### Assignment
Produce an exact copy of the lines below, starting at the first and ending with the line containing "multiple threads concurrently.".

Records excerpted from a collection
________
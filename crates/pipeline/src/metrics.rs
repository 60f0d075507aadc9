//! Pipeline metrics
//!
//! Atomic counters for the ingest and replay side of the pipeline.
//! All operations use relaxed ordering; values are eventually consistent.

use std::sync::Arc;
use std::sync::atomic::{AtomicU64, Ordering};

use sluice_buffer::AdmissionGate;
use sluice_metrics::{Counter, PipelineMetricsProvider, PipelineSnapshot};

/// Counters for the ingest, reader and process stages
///
/// # Thread Safety
///
/// All methods are safe to call from multiple threads concurrently.
#[derive(Debug, Default)]
pub struct PipelineMetrics {
    /// Messages appended to the journal
    messages_accepted: Counter,

    /// Payload bytes appended to the journal
    bytes_accepted: Counter,

    /// Messages refused by the admission gate
    messages_throttled: Counter,

    /// Appends that returned a journal error
    append_errors: Counter,

    /// Entries read back from the journal
    messages_read: Counter,

    /// Entries moved from the process buffer to the output buffer
    messages_processed: Counter,

    /// Entries a processor chose not to forward
    messages_filtered: Counter,
}

impl PipelineMetrics {
    /// Create new metrics with all counters at zero
    pub const fn new() -> Self {
        Self {
            messages_accepted: Counter::new(),
            bytes_accepted: Counter::new(),
            messages_throttled: Counter::new(),
            append_errors: Counter::new(),
            messages_read: Counter::new(),
            messages_processed: Counter::new(),
            messages_filtered: Counter::new(),
        }
    }

    /// Record a message appended to the journal
    #[inline]
    pub fn record_accepted(&self, bytes: usize) {
        self.messages_accepted.inc();
        self.bytes_accepted.add(bytes as u64);
    }

    /// Record a message refused by admission control
    #[inline]
    pub fn record_throttled(&self) {
        self.messages_throttled.inc();
    }

    /// Record a failed append
    #[inline]
    pub fn record_append_error(&self) {
        self.append_errors.inc();
    }

    /// Record entries read from the journal
    #[inline]
    pub fn record_read(&self, count: usize) {
        self.messages_read.add(count as u64);
    }

    /// Record an entry forwarded to the output buffer
    #[inline]
    pub fn record_processed(&self) {
        self.messages_processed.inc();
    }

    /// Record an entry dropped by the processor
    #[inline]
    pub fn record_filtered(&self) {
        self.messages_filtered.inc();
    }

    /// Messages appended so far
    #[inline]
    pub fn messages_accepted(&self) -> u64 {
        self.messages_accepted.get()
    }

    /// Messages throttled so far
    #[inline]
    pub fn messages_throttled(&self) -> u64 {
        self.messages_throttled.get()
    }

    /// Entries read so far
    #[inline]
    pub fn messages_read(&self) -> u64 {
        self.messages_read.get()
    }

    /// Entries processed so far
    #[inline]
    pub fn messages_processed(&self) -> u64 {
        self.messages_processed.get()
    }

    /// Entries filtered so far
    #[inline]
    pub fn messages_filtered(&self) -> u64 {
        self.messages_filtered.get()
    }

    /// Point-in-time copy of all counters
    pub fn snapshot(&self, throttle_active: bool) -> PipelineSnapshot {
        PipelineSnapshot {
            messages_accepted: self.messages_accepted.get(),
            bytes_accepted: self.bytes_accepted.get(),
            messages_throttled: self.messages_throttled.get(),
            append_errors: self.append_errors.get(),
            messages_read: self.messages_read.get(),
            messages_processed: self.messages_processed.get(),
            throttle_active,
        }
    }
}

/// Metrics handle for the reporter
#[derive(Debug, Clone)]
pub struct PipelineMetricsHandle {
    metrics: Arc<PipelineMetrics>,
    gate: Arc<AdmissionGate>,
}

impl PipelineMetricsHandle {
    pub(crate) fn new(metrics: Arc<PipelineMetrics>, gate: Arc<AdmissionGate>) -> Self {
        Self { metrics, gate }
    }
}

impl PipelineMetricsProvider for PipelineMetricsHandle {
    fn pipeline_snapshot(&self) -> PipelineSnapshot {
        self.metrics.snapshot(self.gate.is_throttled())
    }
}

// ============================================================================
// Throttle Tracker - Rate-limited logging for production visibility
// ============================================================================

/// Rate-limited throttle logging
///
/// Aggregates rejected messages and logs a summary at most once per second
/// instead of per-event logging.
///
/// # Thresholds
///
/// - >0 rejections/sec: WARN level
/// - >10000 rejections/sec: ERROR level (the process stage cannot keep up)
pub struct ThrottleTracker {
    /// Rejections in current interval
    interval_rejections: AtomicU64,
    /// Last log time (epoch milliseconds)
    last_log_ms: AtomicU64,
}

/// Log interval in milliseconds
const LOG_INTERVAL_MS: u64 = 1000;
/// Rejections per interval that escalate to ERROR
const CRITICAL_THROTTLE_THRESHOLD: u64 = 10_000;

impl ThrottleTracker {
    /// Create a new tracker
    pub fn new() -> Self {
        Self {
            interval_rejections: AtomicU64::new(0),
            last_log_ms: AtomicU64::new(Self::now_ms()),
        }
    }

    /// Record a throttled message and log a summary if one is due
    ///
    /// Returns true if a log was emitted.
    pub fn record_rejection(&self, utilization_percent: f64) -> bool {
        self.interval_rejections.fetch_add(1, Ordering::Relaxed);
        self.maybe_log(utilization_percent)
    }

    fn maybe_log(&self, utilization_percent: f64) -> bool {
        let now = Self::now_ms();
        let last = self.last_log_ms.load(Ordering::Relaxed);

        if now.saturating_sub(last) < LOG_INTERVAL_MS {
            return false;
        }

        // Claim the log slot so concurrent callers do not log twice
        if self
            .last_log_ms
            .compare_exchange(last, now, Ordering::SeqCst, Ordering::Relaxed)
            .is_err()
        {
            return false;
        }

        let rejected = self.interval_rejections.swap(0, Ordering::Relaxed);
        if rejected == 0 {
            return false;
        }

        if rejected > CRITICAL_THROTTLE_THRESHOLD {
            tracing::error!(
                rejected,
                utilization_percent,
                threshold = CRITICAL_THROTTLE_THRESHOLD,
                "CRITICAL: sustained throttling - process stage cannot keep up"
            );
        } else {
            tracing::warn!(
                rejected,
                utilization_percent,
                "throttling: messages rejected in last second"
            );
        }

        true
    }

    #[inline]
    fn now_ms() -> u64 {
        use std::time::{SystemTime, UNIX_EPOCH};
        SystemTime::now()
            .duration_since(UNIX_EPOCH)
            .map(|d| d.as_millis() as u64)
            .unwrap_or(0)
    }

    /// Rejections not yet logged (for testing)
    #[cfg(test)]
    pub fn current_rejections(&self) -> u64 {
        self.interval_rejections.load(Ordering::Relaxed)
    }
}

impl Default for ThrottleTracker {
    fn default() -> Self {
        Self::new()
    }
}

impl std::fmt::Debug for ThrottleTracker {
    fn fmt(&self, f: &mut std::fmt::Formatter<'_>) -> std::fmt::Result {
        f.debug_struct("ThrottleTracker")
            .field(
                "interval_rejections",
                &self.interval_rejections.load(Ordering::Relaxed),
            )
            .finish()
    }
}

#[cfg(test)]
mod tests {
    use super::*;
    use sluice_buffer::RingBuffer;

    // ========================================================================
    // ThrottleTracker Tests
    // ========================================================================

    #[test]
    fn test_tracker_accumulates_within_interval() {
        let tracker = ThrottleTracker::new();

        // Not enough time elapsed to log
        assert!(!tracker.record_rejection(97.0));
        assert!(!tracker.record_rejection(97.0));

        assert_eq!(tracker.current_rejections(), 2);
    }

    #[test]
    fn test_tracker_logs_after_interval() {
        let tracker = ThrottleTracker::new();
        tracker
            .last_log_ms
            .store(ThrottleTracker::now_ms() - 2 * LOG_INTERVAL_MS, Ordering::Relaxed);

        assert!(tracker.record_rejection(99.0));
        assert_eq!(tracker.current_rejections(), 0);
    }

    #[test]
    fn test_tracker_debug() {
        let tracker = ThrottleTracker::default();
        tracker.record_rejection(96.0);

        let debug = format!("{:?}", tracker);
        assert!(debug.contains("ThrottleTracker"));
        assert!(debug.contains("interval_rejections"));
    }

    // ========================================================================
    // PipelineMetrics Tests
    // ========================================================================

    #[test]
    fn test_record_accepted() {
        let metrics = PipelineMetrics::new();
        metrics.record_accepted(100);
        metrics.record_accepted(50);

        let snapshot = metrics.snapshot(false);
        assert_eq!(snapshot.messages_accepted, 2);
        assert_eq!(snapshot.bytes_accepted, 150);
        assert!(!snapshot.throttle_active);
    }

    #[test]
    fn test_read_and_processed() {
        let metrics = PipelineMetrics::default();
        metrics.record_read(10);
        metrics.record_processed();
        metrics.record_filtered();
        metrics.record_throttled();
        metrics.record_append_error();

        let snapshot = metrics.snapshot(true);
        assert_eq!(snapshot.messages_read, 10);
        assert_eq!(snapshot.messages_processed, 1);
        assert_eq!(snapshot.messages_throttled, 1);
        assert_eq!(snapshot.append_errors, 1);
        assert_eq!(metrics.messages_filtered(), 1);
        assert!(snapshot.throttle_active);
    }

    #[test]
    fn test_handle_reports_gate_state() {
        let buffer = RingBuffer::new("process", 2);
        let gate = Arc::new(AdmissionGate::new(buffer.watermark(), 95.0, 80.0));
        let handle = PipelineMetricsHandle::new(Arc::new(PipelineMetrics::new()), gate.clone());

        assert!(!handle.pipeline_snapshot().throttle_active);

        buffer.put(1).unwrap();
        buffer.put(2).unwrap();
        assert!(!gate.admit());
        assert!(handle.pipeline_snapshot().throttle_active);
    }

    #[test]
    fn test_concurrent_access() {
        use std::thread;

        let metrics = Arc::new(PipelineMetrics::new());
        let handles: Vec<_> = (0..4)
            .map(|_| {
                let m = Arc::clone(&metrics);
                thread::spawn(move || {
                    for _ in 0..1000 {
                        m.record_accepted(10);
                    }
                })
            })
            .collect();

        for handle in handles {
            handle.join().unwrap();
        }

        let snapshot = metrics.snapshot(false);
        assert_eq!(snapshot.messages_accepted, 4000);
        assert_eq!(snapshot.bytes_accepted, 40000);
    }
}
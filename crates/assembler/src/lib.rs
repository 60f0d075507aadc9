//! Sluice - Assembler
//!
//! Reassembly of messages that arrive split across several datagrams.
//!
//! # Overview
//!
//! - [`ChunkAssembler`]: collects chunks per message id, returns the
//!   payload once complete, evicts stale partial messages after a TTL
//! - [`gelf`]: parses the GELF chunk header so a raw datagram can be fed
//!   to the assembler
//!
//! # Example
//!
//! ```
//! use bytes::Bytes;
//! use sluice_assembler::ChunkAssembler;
//! use sluice_config::AssemblerConfig;
//!
//! let assembler = ChunkAssembler::new(AssemblerConfig::default());
//! assert!(assembler.on_chunk(b"id", 1, 2, Bytes::from_static(b"world")).unwrap().is_none());
//! let payload = assembler.on_chunk(b"id", 0, 2, Bytes::from_static(b"hello ")).unwrap();
//! assert_eq!(payload.as_deref(), Some(&b"hello world"[..]));
//! ```

mod assembler;
mod error;
pub mod gelf;

pub use assembler::{AssemblerMetricsHandle, ChunkAssembler};
pub use error::ChunkError;
pub use gelf::{Datagram, GelfChunk, parse_datagram};
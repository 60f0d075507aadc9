//! Commit log journal
//!
//! Every accepted message is appended here before anything else sees it.
//! Offsets are dense and strictly increasing, the committed read offset
//! only moves forward, and segments are deleted only once every record in
//! them has been committed.
//!
//! # Locking
//!
//! Appends, rollover and retention serialize on one writer mutex. Gauges and
//! counters live in a shared atomic state so the metrics handle and
//! `log_end_offset()` never touch the lock. Reads take the lock only long
//! enough to flush the active writer and capture byte ranges, then decode
//! outside it.

use std::fs;
use std::io::{self, Write};
use std::path::{Path, PathBuf};
use std::sync::Arc;
use std::sync::atomic::{AtomicU64, Ordering};
use std::time::SystemTime;

use bytes::BytesMut;
use chrono::{DateTime, Utc};
use parking_lot::Mutex;
use sluice_config::{FsyncMode, JournalConfig};
use sluice_metrics::{Counter, JournalMetricsProvider, JournalMetricsSnapshot};
use tokio::sync::Notify;
use tracing::{debug, info, warn};

use crate::error::{JournalError, Result};
use crate::record::{self, JournalEntry, RECORD_HEADER_SIZE};
use crate::segment::{self, ReadView, Recovery, Segment};

/// File holding the persisted committed read offset
pub const COMMITTED_OFFSET_FILE: &str = "committed-read-offset";

/// Information about one segment, for inspection
#[derive(Debug, Clone)]
pub struct SegmentInfo {
    pub base_offset: u64,
    pub path: PathBuf,
    pub size_bytes: u64,
    pub first_offset: Option<u64>,
    pub last_offset: Option<u64>,
    pub created_at: DateTime<Utc>,
    pub last_modified: DateTime<Utc>,
    pub active: bool,
}

/// Gauges and counters shared with metrics handles
#[derive(Debug, Default)]
struct JournalState {
    log_end_offset: AtomicU64,
    /// Committed offset plus one; zero means nothing committed yet
    committed_next: AtomicU64,
    size_bytes: AtomicU64,
    segments: AtomicU64,
    appends: Counter,
    bytes_appended: Counter,
    append_errors: Counter,
    segments_deleted: Counter,
    corrupt_segments: Counter,
}

impl JournalState {
    fn committed(&self) -> Option<u64> {
        self.committed_next.load(Ordering::Acquire).checked_sub(1)
    }
}

struct JournalInner {
    sealed: Vec<Segment>,
    active: Segment,
    encode_buf: BytesMut,
    writes_since_sync: u64,
    /// Set after a failed write; the next append starts a fresh segment
    needs_roll: bool,
    closed: bool,
}

impl JournalInner {
    fn segments(&self) -> impl Iterator<Item = &Segment> {
        self.sealed.iter().chain(std::iter::once(&self.active))
    }

    fn total_size(&self) -> u64 {
        self.segments().map(Segment::size).sum()
    }

    fn segment_count(&self) -> u64 {
        self.sealed.len() as u64 + 1
    }
}

/// Append-only, segmented, crash-recoverable message journal
pub struct CommitLogJournal {
    dir: PathBuf,
    config: JournalConfig,
    inner: Mutex<JournalInner>,
    state: Arc<JournalState>,
    appended: Notify,
    /// Last committed offset written to disk
    persisted_commit: Mutex<Option<u64>>,
}

impl std::fmt::Debug for CommitLogJournal {
    fn fmt(&self, f: &mut std::fmt::Formatter<'_>) -> std::fmt::Result {
        f.debug_struct("CommitLogJournal")
            .field("dir", &self.dir)
            .field("log_end_offset", &self.log_end_offset())
            .field("committed", &self.committed_read_offset())
            .finish()
    }
}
________
### Output of the task
filename crates/pipeline/src/metrics.rs
repository 60f0d075507aadc9
//! Pipeline metrics
//!
//! Atomic counters for the ingest and replay side of the pipeline.
//! All operations use relaxed ordering; values are eventually consistent.

use std::sync::Arc;
use std::sync::atomic::{AtomicU64, Ordering};

use sluice_buffer::AdmissionGate;
use sluice_metrics::{Counter, PipelineMetricsProvider, PipelineSnapshot};

/// Counters for the ingest, reader and process stages
///
/// # Thread Safety
///
/// All methods are safe to call from multiple threads concurrently.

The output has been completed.